Stroke volume is a key concept in understanding the cardiovascular system. It refers to the amount of blood ejected by the left ventricle of the heart during each contraction. Simply put, it's the volume of blood pushed out of the heart with each beat.
In the given model, stroke volume is represented as a function of time, denoted by \(V(t)\). This model shows how stroke volume changes during systole, which is the contraction phase of the heart cycle when the ventricles pump blood out. The equation for stroke volume in this model is:
\[ V(t) = \big[C_1 + C_2 P(t)\big]\bigg(\frac{3 t^2}{T^2} - \frac{2 t^3}{T^3}\bigg) \]
Here:
- \(P(t)\) is the pressure in the aorta
- \(C_1\) and \(C_2\) are constants
- \(T\) is the fixed duration of the systole phase
This equation helps us understand how stroke volume depends not only on the pressure in the aorta but also on the passage of time during systole.

The product rule is a fundamental principle in calculus used to differentiate products of two functions.
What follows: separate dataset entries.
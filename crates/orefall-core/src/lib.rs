//! Orefall core - a horizontally-unbounded, chunked 2D tile world
//!
//! Procedural mountains, stone strata, ore veins, caves and trees are
//! generated lazily around a view position, stored in a sparse chunk grid,
//! and reconciled against runtime edits, local or replicated.

pub mod world;

pub use world::{TileKind, World, WorldGenConfig};
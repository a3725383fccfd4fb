//! Replication payload contracts and dispatch for the Orefall world
//!
//! Transport, framing and session management belong to an external layer;
//! this crate pins down the payload shapes peers exchange, the delivery
//! class each payload requires, and the single dispatch path that funnels
//! replicated tile edits into the world core.

pub mod messages;
pub mod remote;
pub mod replication;

pub use messages::{
    decode, encode, Delivery, Message, MessageKind, PlayerJoined, PlayerLeft, PlayerState,
    ProtocolError, TileChange,
};
pub use remote::{RemotePlayer, RemoteRegistry};
pub use replication::apply_message;
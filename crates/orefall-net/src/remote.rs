//! Remote peer bookkeeping driven by replication messages

use std::collections::HashMap;

use glam::Vec2;

use crate::messages::{PlayerJoined, PlayerLeft, PlayerState};

/// Last known state of one remote player.
#[derive(Debug, Clone, Copy, PartialEq)]
pub struct RemotePlayer {
    pub player_id: i32,
    pub position: Vec2,
    pub animation_frame: i32,
}

/// Remote players keyed by id. Join and leave messages create and destroy
/// records; state messages update them. World state is never touched here.
#[derive(Debug, Default)]
pub struct RemoteRegistry {
    players: HashMap<i32, RemotePlayer>,
}

impl RemoteRegistry {
    pub fn new() -> Self {
        Self {
            players: HashMap::new(),
        }
    }

    pub fn apply_joined(&mut self, message: &PlayerJoined) {
        self.players
            .entry(message.player_id)
            .or_insert(RemotePlayer {
                player_id: message.player_id,
                position: Vec2::ZERO,
                animation_frame: 0,
            });
        log::debug!("[NET] player {} joined", message.player_id);
    }

    pub fn apply_left(&mut self, message: &PlayerLeft) {
        self.players.remove(&message.player_id);
        log::debug!("[NET] player {} left", message.player_id);
    }

    /// Update a known player's snapshot; state for unknown ids is ignored
    /// (the join message may have raced ahead of us).
    pub fn apply_state(&mut self, message: &PlayerState) {
        match self.players.get_mut(&message.player_id) {
            Some(player) => {
                player.position = Vec2::new(message.x, message.y);
                player.animation_frame = message.animation_frame;
            }
            None => {
                log::trace!("[NET] state for unknown player {}", message.player_id);
            }
        }
    }

    pub fn get(&self, player_id: i32) -> Option<&RemotePlayer> {
        self.players.get(&player_id)
    }

    pub fn players(&self) -> impl Iterator<Item = &RemotePlayer> {
        self.players.values()
    }

    pub fn len(&self) -> usize {
        self.players.len()
    }

    pub fn is_empty(&self) -> bool {
        self.players.is_empty()
    }
}
//! Screen/world coordinate transforms
//!
//! Pure helpers over the fixed draw offsets; no world state involved.

use glam::{IVec2, Vec2};

use super::worldgen_config::ViewParams;

/// Convert a screen-space point to (column, row) tile coordinates.
pub fn screen_to_column_row(view: &ViewParams, screen: Vec2) -> IVec2 {
    let world_x = screen.x - view.draw_x_offset + view.world_x_offset;
    let world_y = screen.y - view.draw_y_offset - view.world_y_offset;
    IVec2::new(
        (world_x / view.tile_size).floor() as i32,
        (world_y / view.tile_size).floor() as i32,
    )
}

/// World-space center of a tile.
pub fn tile_center(view: &ViewParams, tile: IVec2) -> Vec2 {
    Vec2::new(
        tile.x as f32 * view.tile_size + view.tile_size / 2.0,
        tile.y as f32 * view.tile_size + view.tile_size / 2.0,
    )
}

/// Whether an entity center is close enough to a tile to interact with it.
pub fn is_within_interaction_range(
    view: &ViewParams,
    entity_center: Vec2,
    tile: IVec2,
    max_distance: f32,
) -> bool {
    entity_center.distance(tile_center(view, tile)) <= max_distance
}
According to the product rule, if we have two functions \(u(t)\) and \(v(t)\), the derivative of their product is given by:
\[ \frac{d}{dt} \big[u(t) v(t)\big] = u'(t) v(t) + u(t) v'(t) \]
In our specific problem, the functions \(u(t)\) and \(v(t)\) are:
\[ u(t) = C_1 + C_2 P(t) \]
\[ v(t) = \frac{3 t^2}{T^2} - \frac{2 t^3}{T^3} \]
This equation tells us how to break down the differentiation process into manageable parts. By applying the product rule, we can find the rate of change for the product of these two functions.

Differentiation is the process of finding the derivative of a function, which represents the rate of change of the function with respect to a variable, typically time. In this exercise, we are asked to find the derivative of the stroke volume function \(V(t)\) with respect to time \(t\).
We start by differentiating each component separately:
First, let's differentiate \(u(t)\):
\[ u'(t) = \frac{d}{dt}\big[C_1 + C_2 P(t)\big] = C_2 \frac{d P(t)}{d t} \]
Then, differentiate \(v(t)\):
\[ v'(t) = \frac{d}{dt}\bigg(\frac{3 t^2}{T^2} - \frac{2 t^3}{T^3}\bigg) = \frac{6 t}{T^2} - \frac{6 t^2}{T^3} \]
Combining these results using the product rule, we get the differentiated expression for \(V(t)\):
\[ \frac{d V(t)}{d t} = \big[C_2 \frac{d P(t)}{d t}\big] \big[\frac{3 t^2}{T^2} - \frac{2 t^3}{T^3}\big] + \big[C_1 + C_2 P(t)\big] \big[\frac{6 t}{T^2} - \frac{6 t^2}{T^3}\big] \]

The rate of change in calculus refers to how a quantity changes over time. In the context of this problem, we are interested in the rates of change of stroke volume \( V(t) \) and pressure \( P(t) \) over time.
To find the relationship between the rates of change, we use the differentiated version of the original equation:
\[ \frac{d V(t)}{d t} = \bigg[C_2 \frac{d P(t)}{d t}\bigg] \bigg[\frac{3 t^2}{T^2} - \frac{2 t^3}{T^3}\bigg] + \big[C_1 + C_2 P(t)\big]\bigg[\frac{6 t}{T^2} - \frac{6 t^2}{T^3}\bigg] \]
This equation shows us how the rate of change of stroke volume \( \frac{d V}{d t} \) is related to the rate of change of aortic pressure \( \frac{d P}{d t} \).
By understanding these rates, we gain insights into the dynamics of blood flow and pressure in the cardiovascular system. This can help in analyzing heart function and diagnosing cardiovascular conditions.